The Star Spangled Banner – Jimi Hendrix    http://www.youtube.com/watch?v=sjzZh6-h9fM

Raga Yaman – Shamsuddin Farid Desai    http://www.youtube.com/watch?v=P9L9YrMuXuI

Impressions (India) – John Coltrane    http://www.youtube.com/watch?v=hSViN6lwGKU

From me flows what you call Time – Toru Takemitsu – http://www.youtube.com/watch?v=kWipy3Q6gAI

A soundician is someone who works with sound. Not all soundicians are musicians and not all musicians are soundicians. But, it is my opinion, that the best musicians are also soundicians. Without an awareness of, and a feeling for, the living quality of sound, music seems somehow flat to me—like wallpaper—somehow two-dimensional instead of three—or four.

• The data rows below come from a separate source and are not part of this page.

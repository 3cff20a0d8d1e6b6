//! Complexity classifier: picks how command text is delivered.
//!
//! Rules, first match wins:
//!
//! 1. control characters or escape sequences → `TextInjection`
//! 2. unbalanced quotes, or both quote kinds mixed with non-ASCII text → `BracketedPaste`
//! 3. heredoc (`<<`, `<<-`; not `<<<`) → `ScriptFile`
//! 4. any other multi-line text → `BracketedPaste`
//! 5. plain words with simple pipes and redirections → `Direct`
//! 6. anything else → the configured ambiguous default

use lazy_static::lazy_static;
use pane_mcp_core::ExecutionStrategy;
use regex::Regex;

lazy_static! {
    static ref HEREDOC: Regex =
        Regex::new(r#"(?:^|[^<])<<-?[ \t]*['"]?[A-Za-z_][A-Za-z0-9_]*"#).expect("heredoc regex is valid");
    static ref PLAIN: Regex = Regex::new(
        r"^[A-Za-z0-9 _./:=,+@%~-]+(?:(?:\||[0-9]?>>?|<|>&[0-9])[A-Za-z0-9 _./:=,+@%~-]*)*$"
    )
    .expect("plain command regex is valid");
}

/// Classify with `BracketedPaste` as the ambiguous default.
pub fn classify(text: &str) -> ExecutionStrategy {
    classify_with(text, ExecutionStrategy::BracketedPaste)
}

/// Classify, falling back to `ambiguous` when no stricter rule applies.
pub fn classify_with(text: &str, ambiguous: ExecutionStrategy) -> ExecutionStrategy {
    if has_control_chars(text) {
        return ExecutionStrategy::TextInjection;
    }
    if has_unbalanced_quotes(text) || (has_mixed_quotes(text) && !text.is_ascii()) {
        return ExecutionStrategy::BracketedPaste;
    }
    if has_heredoc(text) {
        return ExecutionStrategy::ScriptFile;
    }
    if is_multiline(text) {
        return ExecutionStrategy::BracketedPaste;
    }
    if PLAIN.is_match(text.trim()) {
        return ExecutionStrategy::Direct;
    }
    ambiguous
}

/// Which texts a strategy can deliver intact.
pub trait StrategyExt {
    /// Whether `text` can be delivered with this strategy.
    fn permits(&self, text: &str) -> bool;
}

impl StrategyExt for ExecutionStrategy {
    fn permits(&self, text: &str) -> bool {
        match self {
            ExecutionStrategy::Direct => {
                !has_heredoc(text) && !is_multiline(text) && !has_control_chars(text)
            }
            // An embedded ESC[201~ would end the paste early
            ExecutionStrategy::BracketedPaste => !text.contains('\x1b'),
            ExecutionStrategy::ScriptFile | ExecutionStrategy::TextInjection => true,
        }
    }
}

/// C0 controls other than newline and tab, plus DEL.
pub fn has_control_chars(text: &str) -> bool {
    text.chars()
        .any(|c| (c < ' ' && c != '\n' && c != '\t') || c == '\x7f')
}

/// Heredoc redirection, excluding here-strings.
pub fn has_heredoc(text: &str) -> bool {
    HEREDOC.is_match(text)
}

/// More than one line, ignoring trailing newlines.
pub fn is_multiline(text: &str) -> bool {
    text.trim_end_matches('\n').contains('\n')
}

/// A quote left open at the end of the text, shell quoting rules.
pub fn has_unbalanced_quotes(text: &str) -> bool {
    let mut quote: Option<char> = None;
    let mut chars = text.chars();
    while let Some(c) = chars.next() {
        match (quote, c) {
            (Some('\''), '\'') => quote = None,
            (Some('\''), _) => {}
            (_, '\\') => {
                chars.next();
            }
            (Some('"'), '"') => quote = None,
            (None, '\'' | '"') => quote = Some(c),
            _ => {}
        }
    }
    quote.is_some()
}

fn has_mixed_quotes(text: &str) -> bool {
    text.contains('\'') && text.contains('"')
}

Technique is not only a matter of fingers or lips and tongues, and physical training can go only so far. Real technique results from a striving to create sound in accordance with one’s musical vision. To accomplish this, instruments are sometimes stretched to their limits and when they can stretch no further they are modified or replaced. Can the same be said for the ones who play them?